But, between the ages of 30 and 33, things change. You end a long term relationship  and move across the country to live in your sleepy hometown on the West Coast. As your life evolves, so does the relationship you have with your body. Without the stress of the city, your body “grows to fit it’s new tank” and goes through what feels like a second puberty. Your rib cage expands and your hips widen. Your bust increases, you go up 2 bra sizes and your boobs become a force to be reckoned with. You go from 105lbs to 125lbs in just over a year. You walk less and drive more. Your body feels very different.

On one hand, you like this new you. You finally have what one would call “curves.” You feel solid; grounded. You like the way your body takes up more room in the world. Friends, family and lovers call you names that you aren’t used to hearing (curvy. thick. full figured. healthier looking.) Yet, it’s hard to get used to these changes. When you grab the fleshy mass around your waist, it feels alien – like it belongs on another body altogether. That’s when it bubbles to the surface for the first time and doesn’t let go: hate. 

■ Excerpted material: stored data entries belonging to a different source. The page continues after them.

#[cfg(test)]
mod tests {
    use super::*;

    fn prompt(name: &str, hotkey: &str, weight: f64) -> Prompt {
        Prompt {
            name: name.to_string(),
            hotkey: hotkey.to_string(),
            weight,
        }
    }

    fn group(name: &str, prompts: &[&str], weight: f64) -> SequenceGroup {
        SequenceGroup {
            name: name.to_string(),
            prompts: prompts.iter().map(|p| p.to_string()).collect(),
            weight,
        }
    }

    fn names(batch: &[Prompt]) -> Vec<&str> {
        batch.iter().map(|p| p.name.as_str()).collect()
    }

    /// Prompts a, b, c with zero weight so only the group can win a draw
    fn group_only_scheduler() -> WeightedScheduler {
        let mut scheduler = WeightedScheduler::with_seed(7);
        for name in ["a", "b", "c"] {
            scheduler.add_prompt(prompt(name, name, 0.0)).unwrap();
        }
        scheduler.add_group(group("G", &["a", "b", "c"], 1.0)).unwrap();
        scheduler
    }

    #[test]
    fn test_performance_defaults() {
        let perf = Performance::default();
        assert_eq!(perf.weight("anything"), 1.0);
        assert_eq!(perf.streak("anything"), 0);
    }

    #[test]
    fn test_three_misses_compound_the_penalty() {
        let mut perf = Performance::default();
        for _ in 0..3 {
            perf.record_miss("A");
        }
        assert_eq!(perf.streak("A"), 0);
        assert!((perf.weight("A") - 1.2_f64.powi(3)).abs() < 1e-12);
    }

    #[test]
    fn test_decay_starts_after_streak_threshold_and_streak_keeps_counting() {
        let mut perf = Performance::default();
        perf.record_correct("A");
        perf.record_correct("A");
        assert_eq!(perf.weight("A"), 1.0);

        perf.record_correct("A");
        assert!((perf.weight("A") - 0.8).abs() < 1e-12);
        perf.record_correct("A");
        assert!((perf.weight("A") - 0.64).abs() < 1e-12);
        assert_eq!(perf.streak("A"), 4);

        perf.record_miss("A");
        assert_eq!(perf.streak("A"), 0);
        assert!((perf.weight("A") - 0.64 * 1.2).abs() < 1e-12);
    }

    #[test]
    fn test_empty_scheduler_yields_empty_batch() {
        let mut scheduler = WeightedScheduler::with_seed(1);
        assert!(scheduler.next_batch(3).is_empty());
    }

    #[test]
    fn test_zero_total_weight_yields_empty_batch() {
        let mut scheduler = WeightedScheduler::with_seed(1);
        scheduler.add_prompt(prompt("a", "a", 0.0)).unwrap();
        scheduler.add_group(group("g", &["a"], 0.0)).unwrap();
        assert!(scheduler.next_batch(2).is_empty());
    }

    #[test]
    fn test_zero_count_yields_empty_batch() {
        let mut scheduler = WeightedScheduler::with_seed(1);
        scheduler.add_prompt(prompt("a", "a", 1.0)).unwrap();
        assert!(scheduler.next_batch(0).is_empty());
    }

    #[test]
    fn test_standalone_batch_fills_requested_count() {
        let mut scheduler = WeightedScheduler::with_seed(3);
        scheduler.add_prompt(prompt("only", "q", 1.0)).unwrap();
        let batch = scheduler.next_batch(4);
        assert_eq!(names(&batch), vec!["only"; 4]);
    }

    #[test]
    fn test_zero_weight_prompt_is_never_drawn() {
        let mut scheduler = WeightedScheduler::with_seed(11);
        scheduler.add_prompt(prompt("never", "n", 0.0)).unwrap();
        scheduler.add_prompt(prompt("always", "a", 1.0)).unwrap();
        for _ in 0..200 {
            assert!(scheduler.next_batch(3).iter().all(|p| p.name == "always"));
        }
    }

    #[test]
    fn test_heavier_prompts_are_drawn_more_often() {
        let mut scheduler = WeightedScheduler::with_seed(42);
        scheduler.add_prompt(prompt("heavy", "h", 9.0)).unwrap();
        scheduler.add_prompt(prompt("light", "l", 1.0)).unwrap();

        let heavy = (0..1000)
            .flat_map(|_| scheduler.next_batch(1))
            .filter(|p| p.name == "heavy")
            .count();
        assert!(heavy > 800, "heavy drawn {heavy} times out of 1000");
    }

    #[test]
    fn test_dynamic_weight_shifts_selection() {
        let mut scheduler = WeightedScheduler::with_seed(5);
        scheduler.add_prompt(prompt("missed", "m", 1.0)).unwrap();
        scheduler.add_prompt(prompt("known", "k", 1.0)).unwrap();
        for _ in 0..20 {
            scheduler.performance_mut().record_miss("missed");
        }
        let missed = (0..500)
            .flat_map(|_| scheduler.next_batch(1))
            .filter(|p| p.name == "missed")
            .count();
        assert!(missed > 450, "missed drawn {missed} times out of 500");
    }

    #[test]
    fn test_overflowing_total_weight_still_draws() {
        let mut scheduler = WeightedScheduler::with_seed(8);
        scheduler.add_prompt(prompt("a", "a", 1e308)).unwrap();
        scheduler.add_prompt(prompt("b", "b", 1e308)).unwrap();
        scheduler.add_group(group("g", &["a", "b"], 1.0)).unwrap();
        for _ in 0..50 {
            assert!(!scheduler.next_batch(2).is_empty());
        }
    }

    #[test]
    fn test_infinite_dynamic_weight_dominates_selection() {
        let mut scheduler = WeightedScheduler::with_seed(8);
        scheduler.add_prompt(prompt("hot", "h", 1e308)).unwrap();
        scheduler.add_prompt(prompt("cold", "c", 1.0)).unwrap();
        for _ in 0..4 {
            scheduler.performance_mut().record_miss("hot");
        }
        assert!(scheduler
            .effective_weight(&scheduler.prompts()[0])
            .is_infinite());

        for _ in 0..50 {
            assert!(scheduler.next_batch(3).iter().all(|p| p.name == "hot"));
        }
    }

    #[test]
    fn test_drawable_rescales_only_on_overflow() {
        assert_eq!(drawable(vec![1.0, 2.0]), vec![1.0, 2.0]);
        assert_eq!(drawable(vec![f64::MAX, f64::MAX, 0.0]), vec![1.0, 1.0, 0.0]);
        assert_eq!(drawable(vec![f64::INFINITY, 5.0]), vec![1.0, 0.0]);
    }

    #[test]
    fn test_same_seed_reproduces_draws() {
        let build = || {
            let mut scheduler = WeightedScheduler::with_seed(99);
            for (name, weight) in [("a", 1.0), ("b", 2.0), ("c", 3.0)] {
                scheduler.add_prompt(prompt(name, name, weight)).unwrap();
            }
            scheduler.add_group(group("g", &["c", "a"], 1.5)).unwrap();
            scheduler
        };
        let (mut first, mut second) = (build(), build());
        for _ in 0..50 {
            assert_eq!(first.next_batch(3), second.next_batch(3));
        }
    }

    #[test]
    fn test_sequence_plays_in_order_without_redraw() {
        let mut scheduler = group_only_scheduler();
        assert_eq!(names(&scheduler.next_batch(2)), vec!["a", "b"]);
        assert_eq!(scheduler.current_sequence().unwrap(), ["c".to_string()]);
        assert_eq!(names(&scheduler.next_batch(1)), vec!["c"]);
        assert_eq!(scheduler.current_sequence().unwrap().len(), 0);

        // exhausted: the next request draws again and restarts the group
        assert_eq!(names(&scheduler.next_batch(1)), vec!["a"]);
    }

    #[test]
    fn test_short_sequence_tail_is_dropped() {
        let mut scheduler = group_only_scheduler();
        assert_eq!(names(&scheduler.next_batch(2)), vec!["a", "b"]);

        // only "c" remains but two are requested: the tail is abandoned
        let batch = scheduler.next_batch(2);
        assert_eq!(names(&batch), vec!["a", "b"]);
        assert_eq!(scheduler.current_sequence().unwrap(), ["c".to_string()]);
    }

    #[test]
    fn test_group_shorter_than_batch() {
        let mut scheduler = group_only_scheduler();
        scheduler.remove_group(0).unwrap();
        scheduler.add_group(group("pair", &["b", "a"], 1.0)).unwrap();
        assert_eq!(names(&scheduler.next_batch(5)), vec!["b", "a"]);
    }

    #[test]
    fn test_unknown_sequence_members_are_skipped() {
        let mut scheduler = WeightedScheduler::with_seed(2);
        scheduler.add_prompt(prompt("a", "a", 0.0)).unwrap();
        scheduler.add_group(group("g", &["ghost", "a"], 1.0)).unwrap();
        assert_eq!(names(&scheduler.next_batch(2)), vec!["a"]);
    }

    #[test]
    fn test_group_without_known_prompts_is_not_drawn() {
        let mut scheduler = WeightedScheduler::with_seed(2);
        scheduler.add_group(group("g", &["ghost"], 1.0)).unwrap();
        assert!(scheduler.next_batch(2).is_empty());
        assert!(scheduler.current_sequence().is_none());
    }

    #[test]
    fn test_duplicate_and_invalid_prompts_are_rejected() {
        let mut scheduler = WeightedScheduler::with_seed(1);
        scheduler.add_prompt(prompt("a", "a", 1.0)).unwrap();
        assert!(matches!(
            scheduler.add_prompt(prompt("a", "b", 1.0)),
            Err(TrainerError::DuplicatePrompt(_))
        ));
        assert!(matches!(
            scheduler.add_prompt(prompt("b", "b", f64::NAN)),
            Err(TrainerError::InvalidWeight(_))
        ));
        assert!(matches!(
            scheduler.add_group(group("g", &[], 1.0)),
            Err(TrainerError::EmptySequence(_))
        ));
        assert_eq!(scheduler.prompts().len(), 1);
        assert!(scheduler.sequence_groups().is_empty());
    }

    #[test]
    fn test_remove_prompt_drops_dynamic_state() {
        let mut scheduler = WeightedScheduler::with_seed(1);
        scheduler.add_prompt(prompt("a", "a", 1.0)).unwrap();
        scheduler.performance_mut().record_miss("a");
        assert!(scheduler.remove_prompt("a").is_some());
        assert_eq!(scheduler.performance().weight("a"), 1.0);
        assert!(scheduler.remove_prompt("a").is_none());
    }

    #[test]
    fn test_group_weight_edits() {
        let mut scheduler = group_only_scheduler();
        scheduler.set_group_weight(0, 2.5).unwrap();
        assert_eq!(scheduler.sequence_groups()[0].weight, 2.5);
        assert!(matches!(
            scheduler.set_group_weight(3, 1.0),
            Err(TrainerError::UnknownSequence(3))
        ));
        assert!(scheduler.set_group_weight(0, -1.0).is_err());
        assert_eq!(scheduler.sequence_groups()[0].weight, 2.5);
        assert!(scheduler.remove_group(5).is_none());
    }
}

You don’t hate your body. You hate the fact that you’re now spending time thinking about it, when you never did before. This new concern over your body feels not only like a betrayal to yourself, but to women in general.

You never used to feel this way. When you were a kid you danced ballet, swam and ran. You were taught to value your body not for how it looked, but for what it could do. How high it could jump. How fast it could move. As a thirty-something struggling with their body image for the first time, you long to go back to these carefree days.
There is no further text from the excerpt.